By Nicholas Goodhue.
As far as I can discover, none of the commentators on the film have satisfactorily explained the meaning and importance of the film’s Latin passage…. However, the passage does in fact provide the basis for Van Helsing’s conclusion regarding his analysis of Renfield’s blood.”
About thirty minutes into the 1931 film Dracula is the scene in which Professor Van Helsing analyzes Renfield’s blood. He pours a liquid from a test tube into another vessel containing a dark liquid, and the resultant mixture becomes milky. He then says to his assistant, who is seated before a large open book: “Read, Dummkopf, where I have marked” [See Note 1]. The assistant then reads aloud a passage from the book. The passage is in Latin, and no translation of it is provided, but Van Helsing clearly regards it as confirming his suspicions about Renfield’s blood, for he announces to the others at the table, “Gentlemen, we are dealing with the undead … the vampire.” (The corresponding scene in the Spanish-language version of the film does not contain this experiment or reading.)
As far as I can discover, none of the commentators on the film have satisfactorily explained the meaning and importance of the passage. It seems to be generally regarded as simply a bit of Latinity included solely for atmosphere, much like the “Black Mass” recited by Karloff in The Black Cat (1934), which consists merely of a string of familiar aphorisms and maxims [See Note 2]. However, the passage does in fact provide the basis for Van Helsing’s conclusion regarding his analysis of Renfield’s blood.

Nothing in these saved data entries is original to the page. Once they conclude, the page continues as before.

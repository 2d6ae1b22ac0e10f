//! Pluggable result caches.
//!
//! Every analyzer and the orchestrator talk to a [`Cache`] trait object, so the
//! storage can be swapped (in-memory for a long-running process, JSON files on
//! disk for repeated CLI runs) without touching the analyzers.
//!
//! A read returns `Some(value)` on a hit and `None` on a miss or expiry; callers
//! never infer hits from timestamps.

mod file;
mod memory;

use std::time::Duration;

use async_trait::async_trait;
use regex::Regex;
use thiserror::Error;

pub use file::FileCache;
pub use memory::MemoryCache;

/// Cache backend failure. Reads never fail; writes and invalidations may.
#[derive(Error, Debug)]
pub enum CacheError {
    #[error("Cache I/O error: {0}")]
    Io(#[from] std::io::Error),

    #[error("Cache serialization error: {0}")]
    Serialization(#[from] serde_json::Error),

    #[error("Invalid cache key pattern '{0}'")]
    InvalidPattern(String),
}

/// Key-value store with per-entry TTL.
#[async_trait]
pub trait Cache<V>: Send + Sync
where
    V: Clone + Send + Sync + 'static,
{
    /// Returns the live value for `key`, if any.
    async fn get(&self, key: &str) -> Option<V>;

    async fn set(&self, key: &str, value: V, ttl: Duration) -> Result<(), CacheError>;

    /// Removes one entry. Returns whether it existed.
    async fn invalidate(&self, key: &str) -> Result<bool, CacheError>;

    /// Removes every entry whose key matches a glob (`*` and `?` wildcards).
    /// Returns the number of removed entries.
    async fn invalidate_pattern(&self, pattern: &str) -> Result<usize, CacheError>;

    async fn clear(&self) -> Result<(), CacheError>;

    /// Number of stored entries (expired entries may still be counted).
    async fn len(&self) -> usize;

    async fn is_empty(&self) -> bool {
        self.len().await == 0
    }
}

/// Builds a namespaced cache key, e.g. `whois:example.com`.
pub fn cache_key(namespace: &str, id: &str) -> String {
    format!("{namespace}:{id}")
}

/// Compiles a glob pattern into an anchored regex.
pub(crate) fn glob_to_regex(pattern: &str) -> Result<Regex, CacheError> {
    let mut re = String::with_capacity(pattern.len() + 8);
    re.push('^');
    for c in pattern.chars() {
        match c {
            '*' => re.push_str(".*"),
            '?' => re.push('.'),
            other => re.push_str(&regex::escape(&other.to_string())),
        }
    }
    re.push('$');
    Regex::new(&re).map_err(|_| CacheError::InvalidPattern(pattern.to_string()))
}

#[cfg(test)]
mod tests {
    use super::*;

    #[test]
    fn test_cache_key() {
        assert_eq!(cache_key("whois", "example.com"), "whois:example.com");
    }

    #[test]
    fn test_glob_to_regex() {
        let re = glob_to_regex("whois:*.com").unwrap();
        assert!(re.is_match("whois:example.com"));
        assert!(!re.is_match("ssl:example.com"));
        assert!(!re.is_match("whois:example.org"));

        let re = glob_to_regex("ssl:exampl?.org").unwrap();
        assert!(re.is_match("ssl:example.org"));
        assert!(!re.is_match("ssl:examples.org"));
    }

    #[test]
    fn test_glob_escapes_regex_metacharacters() {
        let re = glob_to_regex("analysis:https://a.com/?q=(1)").unwrap();
        assert!(re.is_match("analysis:https://a.com/xq=(1)"));
        assert!(!re.is_match("analysis:https://aXcom/xq=(1)"));
    }
}
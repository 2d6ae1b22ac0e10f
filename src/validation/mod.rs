//! URL validation and normalization.
//!
//! Every analysis starts here: raw input is trimmed, given an `https://` scheme
//! when it has none, checked against the length limit and the http/https
//! allowlist, and decomposed into a [`ParsedUrl`].

mod host;

use std::net::IpAddr;

use log::warn;
use serde::{Deserialize, Serialize};
use thiserror::Error;
use url::{Host, Url};

use crate::config::MAX_URL_LENGTH;
use crate::error_handling::AnalysisError;

pub(crate) use host::{is_localhost_domain, is_private_ipv4, is_private_ipv6};

/// Why a URL was rejected.
#[derive(Error, Debug, Clone, PartialEq, Eq)]
pub enum UrlValidationError {
    #[error("URL is empty")]
    Empty,

    #[error("URL exceeds maximum length ({len} > {max})")]
    TooLong { len: usize, max: usize },

    #[error("Malformed URL: {0}")]
    Malformed(String),

    #[error("Unsupported URL scheme: {0}")]
    UnsupportedScheme(String),

    #[error("URL has no host")]
    MissingHost,

    #[error("Private or local host not allowed: {0}")]
    DisallowedHost(String),
}

impl From<UrlValidationError> for AnalysisError {
    fn from(err: UrlValidationError) -> Self {
        let code = match &err {
            UrlValidationError::Empty => "url_empty",
            UrlValidationError::TooLong { .. } => "url_too_long",
            UrlValidationError::Malformed(_) => "url_malformed",
            UrlValidationError::UnsupportedScheme(_) => "url_unsupported_scheme",
            UrlValidationError::MissingHost => "url_missing_host",
            UrlValidationError::DisallowedHost(_) => "url_disallowed_host",
        };
        AnalysisError::validation(err.to_string()).with_code(code)
    }
}

/// Options controlling URL acceptance.
#[derive(Debug, Clone, Copy)]
pub struct ValidationOptions {
    pub max_length: usize,
    pub allow_private_hosts: bool,
}

impl Default for ValidationOptions {
    fn default() -> Self {
        Self {
            max_length: MAX_URL_LENGTH,
            allow_private_hosts: false,
        }
    }
}

/// A validated, normalized URL and its components.
#[derive(Debug, Clone, PartialEq, Serialize, Deserialize)]
#[serde(rename_all = "camelCase")]
pub struct ParsedUrl {
    /// Input as supplied by the caller (trimmed)
    pub original: String,
    /// Canonical serialization; also the cache key of a whole analysis
    pub normalized: String,
    /// `http` or `https`
    pub protocol: String,
    /// Lowercased ASCII (punycode) host, without brackets for IPv6
    pub hostname: String,
    /// Host as the user would read it (IDNA decoded)
    pub display_hostname: String,
    pub port: Option<u16>,
    pub path: String,
    pub query: Option<String>,
    pub query_params: Vec<(String, String)>,
    pub is_ip_literal: bool,
    /// Registrable domain, absent for IP literals and bare suffixes
    pub root_domain: Option<String>,
    pub subdomain: Option<String>,
    pub tld: Option<String>,
}

impl ParsedUrl {
    /// Port used for TLS inspection.
    pub fn tls_port(&self) -> u16 {
        self.port.unwrap_or(crate::config::DEFAULT_TLS_PORT)
    }

    pub fn is_https(&self) -> bool {
        self.protocol == "https"
    }
}

/// Validates and normalizes a URL with the default options.
pub fn validate_url(input: &str) -> Result<ParsedUrl, UrlValidationError> {
    validate_url_with(input, &ValidationOptions::default())
}

/// Validates and normalizes a URL.
///
/// Adds an `https://` prefix if the input has no scheme, then requires a
/// syntactically valid http/https URL with a host. Private and localhost
/// targets are rejected unless `options.allow_private_hosts` is set.
///
/// # Errors
///
/// Returns the first [`UrlValidationError`] encountered.
pub fn validate_url_with(
    input: &str,
    options: &ValidationOptions,
) -> Result<ParsedUrl, UrlValidationError> {
    let trimmed = input.trim();
    if trimmed.is_empty() {
        return Err(UrlValidationError::Empty);
    }

    // Check URL length before normalization
    if trimmed.len() > options.max_length {
        warn!(
            "Rejecting URL exceeding maximum length ({} > {})",
            trimmed.len(),
            options.max_length
        );
        return Err(UrlValidationError::TooLong {
            len: trimmed.len(),
            max: options.max_length,
        });
    }

    let candidate = if has_explicit_scheme(trimmed) {
        trimmed.to_string()
    } else {
        format!("https://{trimmed}")
    };

    // The prefix can push an input over the limit
    if candidate.len() > options.max_length {
        return Err(UrlValidationError::TooLong {
            len: candidate.len(),
            max: options.max_length,
        });
    }

    let parsed =
        Url::parse(&candidate).map_err(|e| UrlValidationError::Malformed(e.to_string()))?;

    match parsed.scheme() {
        "http" | "https" => {}
        other => return Err(UrlValidationError::UnsupportedScheme(other.to_string())),
    }

    let host = parsed.host().ok_or(UrlValidationError::MissingHost)?;
    let (hostname, ip) = match host {
        Host::Domain(d) => {
            if d.is_empty() {
                return Err(UrlValidationError::MissingHost);
            }
            (d.trim_end_matches('.').to_lowercase(), None)
        }
        Host::Ipv4(v4) => (v4.to_string(), Some(IpAddr::V4(v4))),
        Host::Ipv6(v6) => (v6.to_string(), Some(IpAddr::V6(v6))),
    };

    if !options.allow_private_hosts {
        let private = match ip {
            Some(IpAddr::V4(v4)) => is_private_ipv4(v4),
            Some(IpAddr::V6(v6)) => is_private_ipv6(v6),
            None => is_localhost_domain(&hostname),
        };
        if private {
            return Err(UrlValidationError::DisallowedHost(hostname));
        }
    }

    let is_ip_literal = ip.is_some();
    let (root_domain, subdomain, tld) = if is_ip_literal {
        (None, None, None)
    } else {
        split_domain(&hostname)
    };

    let display_hostname = if is_ip_literal {
        hostname.clone()
    } else {
        let (unicode, result) = idna::domain_to_unicode(&hostname);
        if result.is_ok() {
            unicode
        } else {
            hostname.clone()
        }
    };

    let query_params = parsed
        .query_pairs()
        .map(|(k, v)| (k.into_owned(), v.into_owned()))
        .collect();

    Ok(ParsedUrl {
        original: trimmed.to_string(),
        normalized: parsed.to_string(),
        protocol: parsed.scheme().to_string(),
        hostname,
        display_hostname,
        port: parsed.port(),
        path: parsed.path().to_string(),
        query: parsed.query().map(str::to_string),
        query_params,
        is_ip_literal,
        root_domain,
        subdomain,
        tld,
    })
}

/// Whether `input` already carries a scheme.
///
/// `example.com:8080` and `localhost:3000` look like `scheme:rest` to a URL
/// parser; they are treated as scheme-less host:port inputs.
fn has_explicit_scheme(input: &str) -> bool {
    if input.contains("://") {
        return true;
    }
    let Some((head, rest)) = input.split_once(':') else {
        return false;
    };
    let scheme_like = !head.is_empty()
        && head.chars().next().is_some_and(|c| c.is_ascii_alphabetic())
        && head
            .chars()
            .all(|c| c.is_ascii_alphanumeric() || matches!(c, '+' | '-' | '.'));
    if !scheme_like || head.contains('.') {
        return false;
    }
    let port_like = rest
        .split(['/', '?', '#'])
        .next()
        .is_some_and(|p| !p.is_empty() && p.chars().all(|c| c.is_ascii_digit()));
    !port_like
}

/// Splits a hostname into (registrable domain, subdomain, public suffix).
fn split_domain(hostname: &str) -> (Option<String>, Option<String>, Option<String>) {
    let tld = psl::suffix_str(hostname).map(str::to_string);
    let root = psl::domain_str(hostname).map(str::to_string);
    let subdomain = root.as_deref().and_then(|root| {
        hostname
            .strip_suffix(root)
            .and_then(|prefix| prefix.strip_suffix('.'))
            .filter(|s| !s.is_empty())
            .map(str::to_string)
    });
    (root, subdomain, tld)
}

#[cfg(test)]
mod tests {
    use super::*;

    #[test]
    fn test_adds_https_when_scheme_missing() {
        let parsed = validate_url("example.com").unwrap();
        assert_eq!(parsed.normalized, "https://example.com/");
        assert_eq!(parsed.protocol, "https");
        assert_eq!(parsed.hostname, "example.com");
    }

    #[test]
    fn test_preserves_http() {
        let parsed = validate_url("http://example.com/a").unwrap();
        assert_eq!(parsed.protocol, "http");
        assert_eq!(parsed.path, "/a");
    }

    #[test]
    fn test_host_with_port_without_scheme() {
        let parsed = validate_url("example.com:8080/path?query=value").unwrap();
        assert_eq!(parsed.port, Some(8080));
        assert_eq!(parsed.tls_port(), 8080);
        assert_eq!(parsed.path, "/path");
        assert_eq!(
            parsed.query_params,
            vec![("query".to_string(), "value".to_string())]
        );
    }

    #[test]
    fn test_rejects_unsupported_schemes() {
        for input in [
            "ftp://example.com",
            "javascript:alert(1)",
            "mailto:user@example.com",
            "file:///etc/passwd",
            "data:text/html,hi",
        ] {
            assert!(
                matches!(
                    validate_url(input),
                    Err(UrlValidationError::UnsupportedScheme(_))
                ),
                "{input} should be rejected"
            );
        }
    }

    #[test]
    fn test_rejects_garbage() {
        assert!(validate_url("not a valid url!!!").is_err());
        assert_eq!(validate_url("   "), Err(UrlValidationError::Empty));
    }

    #[test]
    fn test_rejects_excessive_length() {
        let long = format!("https://example.com/{}", "a".repeat(MAX_URL_LENGTH));
        assert!(matches!(
            validate_url(&long),
            Err(UrlValidationError::TooLong { .. })
        ));
    }

    #[test]
    fn test_prefix_can_exceed_length() {
        let input = format!("example.com/{}", "a".repeat(MAX_URL_LENGTH - 15));
        assert!(input.len() <= MAX_URL_LENGTH);
        assert!(matches!(
            validate_url(&input),
            Err(UrlValidationError::TooLong { .. })
        ));
    }

    #[test]
    fn test_rejects_private_hosts_by_default() {
        for input in [
            "http://127.0.0.1/",
            "http://10.1.2.3",
            "http://[::1]/",
            "http://localhost:3000",
            "https://printer.local",
        ] {
            assert!(
                matches!(
                    validate_url(input),
                    Err(UrlValidationError::DisallowedHost(_))
                ),
                "{input} should be rejected"
            );
        }
    }

    #[test]
    fn test_allows_private_hosts_when_configured() {
        let options = ValidationOptions {
            allow_private_hosts: true,
            ..Default::default()
        };
        let parsed = validate_url_with("http://127.0.0.1:8080/", &options).unwrap();
        assert!(parsed.is_ip_literal);
        assert_eq!(parsed.root_domain, None);
    }

    #[test]
    fn test_public_ip_literal() {
        let parsed = validate_url("http://203.0.113.7/login.php").unwrap();
        assert!(parsed.is_ip_literal);
        assert_eq!(parsed.hostname, "203.0.113.7");
        assert_eq!(parsed.tld, None);
    }

    #[test]
    fn test_domain_components() {
        let parsed = validate_url("https://secure.login.example.co.uk/x").unwrap();
        assert_eq!(parsed.root_domain.as_deref(), Some("example.co.uk"));
        assert_eq!(parsed.subdomain.as_deref(), Some("secure.login"));
        assert_eq!(parsed.tld.as_deref(), Some("co.uk"));

        let parsed = validate_url("https://example.com").unwrap();
        assert_eq!(parsed.subdomain, None);
    }

    #[test]
    fn test_hostname_lowercased() {
        let parsed = validate_url("HTTPS://WWW.Example.COM/Path").unwrap();
        assert_eq!(parsed.hostname, "www.example.com");
        assert_eq!(parsed.path, "/Path");
    }

    #[test]
    fn test_idn_display_hostname() {
        // Cyrillic 'а' in place of Latin 'a'
        let parsed = validate_url("https://p\u{0430}ypal.com/").unwrap();
        assert!(parsed.hostname.starts_with("xn--"));
        assert_eq!(parsed.display_hostname, "p\u{0430}ypal.com");
    }

    #[test]
    fn test_validation_error_converts_to_analysis_error() {
        let err: AnalysisError = UrlValidationError::MissingHost.into();
        assert_eq!(err.kind, crate::error_handling::ErrorKind::Validation);
        assert_eq!(err.code, "url_missing_host");
        assert!(!err.retryable);
    }
}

The text reads: “Deinde cum extractum vespertilionis sanguini mixtum est, sanguis puniceo colore amisso lacteus fit” [See Note 3]. I translate this: “Then, when extract of bat has been mixed with blood [infected with vampirism], the blood becomes milky, the red color having been lost.” Van Helsing then announces that “we are dealing with the undead,” presumably basing that conclusion on the test he has just conducted, the significance of which is elucidated by the quoted text. Evidently we are to understand that the text is part of an explanation of how it is to be determined whether a particular person has been infected with vampirism: if someone (such as Renfield) is suspected of such infection, one is to mix a sample of his blood with extract of bat [See Note 4], and if the resultant mixture turns milky, that proves that the blood is indeed infected. The blood referenced in the Latin passage must be blood infected with vampirism rather than simply blood in general; for if the meaning were simply that blood in general turns milky when mixed with extract of bat, the test would have no significance.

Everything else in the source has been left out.